# EXERCISE INSTRUCTIONS
Starting at the first line of the data below, retype every line up to and including the one containing "use rand::Rng;".

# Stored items
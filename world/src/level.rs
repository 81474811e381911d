use gremlins_core::{
    CellCoord, EnemyId, EnemyView, Event, FrameInput, PowerupKind, ProjectileView, TileKind,
    GRID_COLUMNS, GRID_ROWS,
};
use gremlins_system_collisions::Collisions;
use log::{debug, info};
use rand::Rng;

use crate::{
    enemy::Enemy,
    grid::{Grid, PowerupChange, Tile},
    layout::{Layout, Marker},
    player::Player,
    powerup::PowerupTransition,
    projectile::Projectiles,
    weapon::Armory,
};

/// Result of advancing a level by one frame.
#[derive(Clone, Copy, Debug, PartialEq, Eq)]
pub enum TickOutcome {
    /// Play continues on this level.
    Continue,
    /// The wizard reached an exit; the campaign should advance.
    ExitReached,
    /// The wizard lost a life; the level was reloaded if any remain.
    LifeLost {
        /// Lives left after the hit.
        lives_remaining: u32,
    },
}

/// A playable level: the grid and every entity living on it.
#[derive(Debug)]
pub struct Level {
    layout: Layout,
    armory: Armory,
    grid: Grid,
    player: Player,
    enemies: Vec<Enemy>,
    projectiles: Projectiles,
    collisions: Collisions,
    powerup_changes: Vec<PowerupChange>,
}

impl Level {
    /// Builds a level from a validated layout and places the wizard at its entrance.
    pub fn new<R>(layout: Layout, player: Player, armory: Armory, rng: &mut R) -> Self
    where
        R: Rng + ?Sized,
    {
        let mut level = Self {
            layout,
            armory,
            grid: Grid::new(0, 0),
            player,
            enemies: Vec::new(),
            projectiles: Projectiles::new(),
            collisions: Collisions::new(),
            powerup_changes: Vec::new(),
        };
        level.load(rng);
        level
    }

    /// Rebuilds the grid and every entity from the layout.
    ///
    /// The wizard keeps its lives and returns to the entrance.
    fn load<R>(&mut self, rng: &mut R)
    where
        R: Rng + ?Sized,
    {
        let mut grid = Grid::new(GRID_COLUMNS, GRID_ROWS);
        let mut spawns = Vec::new();
        for (cell, marker) in self.layout.cells() {
            match marker {
                Marker::Stone => grid.place(Tile::stone(cell)),
                Marker::Brick => grid.place(Tile::brick(cell)),
                Marker::Exit => grid.place(Tile::exit(cell)),
                Marker::Powerup => {
                    let kind = if rng.gen_bool(0.5) {
                        PowerupKind::Thunderball
                    } else {
                        PowerupKind::Hydroball
                    };
                    grid.place(Tile::powerup(cell, kind));
                }
                Marker::Enemy(kind) => spawns.push((cell, kind)),
                Marker::Entrance | Marker::Empty => {}
            }
        }

        self.grid = grid;
        self.projectiles = Projectiles::new();
        self.enemies.clear();
        for (index, (cell, kind)) in spawns.into_iter().enumerate() {
            let id = EnemyId::new(u32::try_from(index).unwrap_or(u32::MAX));
            let weapon = self.armory.issue(kind.projectile());
            self.enemies
                .push(Enemy::spawn(id, kind, cell, weapon, &self.grid, rng));
        }
        self.player.spawn_at(self.layout.entrance());
    }

    /// Tile grid of the level.
    #[must_use]
    pub const fn grid(&self) -> &Grid {
        &self.grid
    }

    /// Wizard playing the level.
    #[must_use]
    pub const fn player(&self) -> &Player {
        &self.player
    }

    /// Consumes the level, handing the wizard back to the campaign.
    #[must_use]
    pub fn into_player(self) -> Player {
        self.player
    }

    /// Enemies living on the level in spawn order.
    #[must_use]
    pub fn enemies(&self) -> &[Enemy] {
        &self.enemies
    }

    /// Active projectiles.
    #[must_use]
    pub const fn projectiles(&self) -> &Projectiles {
        &self.projectiles
    }

    /// Captures a read-only view of the enemies.
    #[must_use]
    pub fn enemy_view(&self) -> EnemyView {
        EnemyView::from_snapshots(self.enemies.iter().map(Enemy::snapshot).collect())
    }

    /// Captures a read-only view of the projectiles.
    #[must_use]
    pub fn projectile_view(&self) -> ProjectileView {
        self.projectiles.view()
    }

    /// Advances the level by one frame.
    ///
    /// Stops early when the wizard reaches an exit or loses a life.
    pub fn tick<R>(
        &mut self,
        input: &FrameInput,
        rng: &mut R,
        out_events: &mut Vec<Event>,
    ) -> TickOutcome
    where
        R: Rng + ?Sized,
    {
        self.projectiles.tick(&mut self.grid, out_events);
        self.grid.tick_decay(out_events);

        if self.check_tile_event(rng, out_events) {
            return TickOutcome::ExitReached;
        }

        let outcome = self.manage_collisions(rng, out_events);
        if outcome != TickOutcome::Continue {
            return outcome;
        }

        self.manage_enemies(rng, out_events);

        self.player.handle_movement(input, &self.grid);
        self.player.tick();
        if let Some(key) = input.fire {
            let _ = self
                .player
                .use_weapon(key, &mut self.projectiles, out_events);
        }

        self.tick_powerups(out_events);
        TickOutcome::Continue
    }

    /// Reacts to the tile under an aligned wizard.
    ///
    /// Standing on an available powerup collects it. Returns whether an exit
    /// was reached; powerup tiles always report `false`.
    pub fn check_tile_event<R>(&mut self, rng: &mut R, out_events: &mut Vec<Event>) -> bool
    where
        R: Rng + ?Sized,
    {
        let mover = self.player.mover();
        if !mover.is_aligned() {
            return false;
        }
        let Some(cell) = mover.cell() else {
            return false;
        };

        match self.grid.tile(cell).map(Tile::kind) {
            Some(TileKind::Exit) => {
                info!("wizard reached the exit");
                out_events.push(Event::ExitReached { cell });
                true
            }
            Some(TileKind::Powerup) => {
                self.collect_powerup(cell, rng, out_events);
                false
            }
            _ => false,
        }
    }

    fn collect_powerup<R>(
        &mut self,
        cell: CellCoord,
        rng: &mut R,
        out_events: &mut Vec<Event>,
    ) where
        R: Rng + ?Sized,
    {
        let Some(kind) = self
            .grid
            .powerup(cell)
            .filter(|powerup| powerup.is_available())
            .map(|powerup| powerup.kind())
        else {
            return;
        };

        let key = kind.key();
        if self.player.holds(key) {
            let held: Vec<_> = self.player.powerups().to_vec();
            for other in held {
                let expired = self
                    .grid
                    .powerup_mut(other)
                    .filter(|powerup| powerup.kind() == kind)
                    .is_some_and(|powerup| powerup.force_expire());
                if expired {
                    self.player.revoke(key, other);
                    out_events.push(Event::PowerupExpired { cell: other, kind });
                }
            }
        }

        if self
            .grid
            .powerup_mut(cell)
            .is_some_and(|powerup| powerup.contact(rng))
        {
            debug!("collected {kind:?} powerup");
            self.player
                .grant(key, self.armory.issue(kind.projectile()), cell);
            out_events.push(Event::PowerupActivated { cell, kind });
        }
    }

    /// Resolves contact between all entities.
    ///
    /// A hit on the wizard costs a life and ends resolution; killed enemies
    /// respawn far from the wizard and spent projectiles are removed.
    pub fn manage_collisions<R>(
        &mut self,
        rng: &mut R,
        out_events: &mut Vec<Event>,
    ) -> TickOutcome
    where
        R: Rng + ?Sized,
    {
        let player = self.player.mover().position();
        let enemies = self.enemy_view();
        let projectiles = self.projectiles.view();
        let resolution = self.collisions.resolve(player, &enemies, &projectiles);

        if resolution.player_hit.is_some() {
            return self.lose_life(rng, out_events);
        }

        self.projectiles.remove(&resolution.spent_projectiles);
        for id in resolution.dead_enemies {
            if let Some(enemy) = self.enemies.iter_mut().find(|enemy| enemy.id() == id) {
                let respawn = enemy.teleport(&self.grid, player, rng);
                out_events.push(Event::EnemyKilled {
                    enemy: id,
                    respawn,
                });
            }
        }
        TickOutcome::Continue
    }

    fn lose_life<R>(&mut self, rng: &mut R, out_events: &mut Vec<Event>) -> TickOutcome
    where
        R: Rng + ?Sized,
    {
        for cell in self.player.powerups().to_vec() {
            if let Some(powerup) = self.grid.powerup_mut(cell) {
                if powerup.force_expire() {
                    out_events.push(Event::PowerupExpired {
                        cell,
                        kind: powerup.kind(),
                    });
                }
            }
        }

        let alive = self.player.remove_life();
        let lives_remaining = self.player.lives();
        info!("wizard hit, {lives_remaining} lives remaining");
        out_events.push(Event::PlayerHit { lives_remaining });
        if alive {
            self.load(rng);
        }
        TickOutcome::LifeLost { lives_remaining }
    }

    fn manage_enemies<R>(&mut self, rng: &mut R, out_events: &mut Vec<Event>)
    where
        R: Rng + ?Sized,
    {
        let player = self.player.mover().position();
        for enemy in &mut self.enemies {
            let _ = enemy.fire(player, &mut self.projectiles, out_events);
            enemy.tick(&self.grid, player, rng);
        }
    }

    fn tick_powerups(&mut self, out_events: &mut Vec<Event>) {
        self.powerup_changes.clear();
        self.grid.tick_powerups(&mut self.powerup_changes);
        for change in self.powerup_changes.drain(..) {
            let PowerupChange {
                cell,
                kind,
                transition,
            } = change;
            match transition {
                PowerupTransition::Available => {
                    out_events.push(Event::PowerupAvailable { cell, kind });
                }
                PowerupTransition::Expired => {
                    debug!("{kind:?} powerup expired");
                    self.player.revoke(kind.key(), cell);
                    out_events.push(Event::PowerupExpired { cell, kind });
                }
            }
        }
    }
}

# FINISHED EXERCISE
filename world/src/level.rs
repository 81474811e381911d
use gremlins_core::{
    CellCoord, EnemyId, EnemyView, Event, FrameInput, PowerupKind, ProjectileView, TileKind,
    GRID_COLUMNS, GRID_ROWS,
};
use gremlins_system_collisions::Collisions;
use log::{debug, info};
use rand::Rng;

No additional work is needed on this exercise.